(Records drawn from a dataset)
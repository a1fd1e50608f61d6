use crate::model::RestaurantView;

pub const NEARBITE_CACHE_HEADER: &str = "X-Nearbite-Cache";
pub const NEARBITE_STATUS_HEADER: &str = "X-Nearbite-Status";
pub const NEARBITE_STATUS_HEALTHY: &str = "healthy";
pub const NEARBITE_STATUS_ERROR: &str = "error";

/// How a geo lookup was answered.
#[derive(Debug, Clone, Copy, PartialEq, Eq, Hash)]
pub enum CacheStatus {
    /// Served from a cached payload.
    Hit,
    /// Recomputed from the store (and written back).
    Miss,
    /// Cache unavailable; recomputed without touching it.
    Bypassed,
}

impl CacheStatus {
    #[inline]
    pub fn as_header_value(&self) -> &'static str {
        match self {
            CacheStatus::Hit => "HIT",
            CacheStatus::Miss => "MISS",
            CacheStatus::Bypassed => "BYPASS",
        }
    }

    #[inline]
    pub fn is_hit(&self) -> bool {
        matches!(self, CacheStatus::Hit)
    }
}

impl std::fmt::Display for CacheStatus {
    fn fmt(&self, f: &mut std::fmt::Formatter<'_>) -> std::fmt::Result {
        write!(f, "{}", self.as_header_value())
    }
}

/// Result of [`GeoCache::lookup`](super::GeoCache::lookup).
#[derive(Debug, Clone, PartialEq)]
pub struct GeoLookupResult {
    status: CacheStatus,
    key: Option<String>,
    restaurants: Vec<RestaurantView>,
}

impl GeoLookupResult {
    pub(crate) fn hit(key: String, restaurants: Vec<RestaurantView>) -> Self {
        Self {
            status: CacheStatus::Hit,
            key: Some(key),
            restaurants,
        }
    }

    pub(crate) fn miss(key: String, restaurants: Vec<RestaurantView>) -> Self {
        Self {
            status: CacheStatus::Miss,
            key: Some(key),
            restaurants,
        }
    }

    pub(crate) fn bypassed(restaurants: Vec<RestaurantView>) -> Self {
        Self {
            status: CacheStatus::Bypassed,
            key: None,
            restaurants,
        }
    }

    #[inline]
    pub fn status(&self) -> CacheStatus {
        self.status
    }

    /// The geohash key, unless the cache was bypassed.
    #[inline]
    pub fn key(&self) -> Option<&str> {
        self.key.as_deref()
    }

    #[inline]
    pub fn restaurants(&self) -> &[RestaurantView] {
        &self.restaurants
    }

    #[inline]
    pub fn into_restaurants(self) -> Vec<RestaurantView> {
        self.restaurants
    }
}
use thiserror::Error;

use crate::finder::SearchStrategy;
use crate::store::StoreError;

#[derive(Debug, Error)]
pub enum PoolError {
    #[error("pool task panicked: {message}")]
    TaskPanicked { message: String },

    #[error("pool task was cancelled before reporting a result")]
    TaskCancelled,
}

#[derive(Debug, Error)]
pub enum SearchError {
    #[error("search strategy '{strategy}' failed: {source}")]
    StrategyFailed {
        strategy: SearchStrategy,
        #[source]
        source: StoreError,
    },

    #[error(transparent)]
    Pool(#[from] PoolError),
}

pub type PoolResult<T> = Result<T, PoolError>;

pub type SearchResult<T> = Result<T, SearchError>;
use super::*;
use crate::model::fixtures::{location, north_of, restaurant, time};

#[test]
fn test_is_open_strictly_inside_interval() {
    let opens = time(18, 0);
    let closes = time(23, 0);

    assert!(is_open(time(20, 0), opens, closes));
    assert!(!is_open(time(18, 0), opens, closes));
    assert!(!is_open(time(23, 0), opens, closes));
    assert!(!is_open(time(17, 59), opens, closes));
    assert!(is_open(time(18, 1), opens, closes));
}

#[test]
fn test_is_open_overnight_interval_never_matches() {
    let opens = time(22, 0);
    let closes = time(2, 0);

    for now in [time(23, 0), time(1, 0), time(12, 0), time(0, 0)] {
        assert!(!is_open(now, opens, closes), "unexpectedly open at {now}");
    }
}

#[test]
fn test_serving_radius_examples() {
    assert_eq!(serving_radius_km(time(9, 0)), 3.0);
    assert_eq!(serving_radius_km(time(12, 0)), 5.0);
    assert_eq!(serving_radius_km(time(13, 30)), 3.0);
    assert_eq!(serving_radius_km(time(20, 0)), 3.0);
    assert_eq!(serving_radius_km(time(23, 0)), 5.0);
}

#[test]
fn test_peak_hour_boundaries_are_inclusive_by_hour() {
    assert!(is_peak_hour(time(8, 0)));
    assert!(is_peak_hour(time(10, 0)));
    assert!(is_peak_hour(time(10, 59)));
    assert!(!is_peak_hour(time(7, 59)));
    assert!(!is_peak_hour(time(11, 0)));

    assert!(is_peak_hour(time(14, 45)));
    assert!(!is_peak_hour(time(15, 0)));

    assert!(is_peak_hour(time(19, 0)));
    assert!(is_peak_hour(time(21, 30)));
    assert!(!is_peak_hour(time(22, 0)));
}

#[test]
fn test_eligible_when_open_and_near() {
    let origin = location(12.95, 77.63);
    let record = restaurant("1", "Near", north_of(origin, 2.0));

    assert!(is_eligible(&record, time(9, 30), origin, 3.0));
}

#[test]
fn test_ineligible_when_closed() {
    let origin = location(12.95, 77.63);
    let record = restaurant("1", "Near", north_of(origin, 0.5));

    assert!(!is_eligible(&record, time(7, 0), origin, 3.0));
    assert!(!is_eligible(&record, time(22, 0), origin, 3.0));
}

#[test]
fn test_eligibility_radius_boundary_is_exclusive() {
    let origin = location(12.95, 77.63);
    let record = restaurant("1", "Edge", north_of(origin, 3.0));
    let exact = crate::geo::distance_km(origin, record.location);

    assert!(!is_eligible(&record, time(12, 0), origin, exact));
    assert!(is_eligible(&record, time(12, 0), origin, exact + 1e-9));
}

#[test]
fn test_proximity_filter_keeps_order_and_projects() {
    let origin = location(12.95, 77.63);
    let now = time(12, 0);
    let records = vec![
        restaurant("a", "First", north_of(origin, 1.0)),
        restaurant("b", "TooFar", north_of(origin, 6.0)),
        restaurant("c", "Second", north_of(origin, 4.0)),
    ];

    let filter = ProximityFilter::new(origin, now, 5.0);
    let views = filter.apply(records);

    let ids: Vec<_> = views.iter().map(|v| v.restaurant_id.as_str()).collect();
    assert_eq!(ids, ["a", "c"]);
    assert_eq!(filter.radius_km(), 5.0);
}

WHAT THE EXERCISE ASKS: Write out only the lines from the very start of the entries above to the line that includes "pub(crate) fn bypassed(restaurants: Vec<RestaurantView>)", both ends included, each one unchanged.

TASK RESPONSE:
repository a1fd1e50608f61d6
use crate::model::RestaurantView;

pub const NEARBITE_CACHE_HEADER: &str = "X-Nearbite-Cache";
pub const NEARBITE_STATUS_HEADER: &str = "X-Nearbite-Status";
pub const NEARBITE_STATUS_HEALTHY: &str = "healthy";
pub const NEARBITE_STATUS_ERROR: &str = "error";

/// How a geo lookup was answered.
#[derive(Debug, Clone, Copy, PartialEq, Eq, Hash)]
pub enum CacheStatus {
    /// Served from a cached payload.
    Hit,
    /// Recomputed from the store (and written back).
    Miss,
    /// Cache unavailable; recomputed without touching it.
    Bypassed,
}

impl CacheStatus {
    #[inline]
    pub fn as_header_value(&self) -> &'static str {
        match self {
            CacheStatus::Hit => "HIT",
            CacheStatus::Miss => "MISS",
            CacheStatus::Bypassed => "BYPASS",
        }
    }

    #[inline]
    pub fn is_hit(&self) -> bool {
        matches!(self, CacheStatus::Hit)
    }
}

impl std::fmt::Display for CacheStatus {
    fn fmt(&self, f: &mut std::fmt::Formatter<'_>) -> std::fmt::Result {
        write!(f, "{}", self.as_header_value())
    }
}

/// Result of [`GeoCache::lookup`](super::GeoCache::lookup).
#[derive(Debug, Clone, PartialEq)]
pub struct GeoLookupResult {
    status: CacheStatus,
    key: Option<String>,
    restaurants: Vec<RestaurantView>,
}

impl GeoLookupResult {
    pub(crate) fn hit(key: String, restaurants: Vec<RestaurantView>) -> Self {
        Self {
            status: CacheStatus::Hit,
            key: Some(key),
            restaurants,
        }
    }

    pub(crate) fn miss(key: String, restaurants: Vec<RestaurantView>) -> Self {
        Self {
            status: CacheStatus::Miss,
            key: Some(key),
            restaurants,
        }
    }

    pub(crate) fn bypassed(restaurants: Vec<RestaurantView>) -> Self {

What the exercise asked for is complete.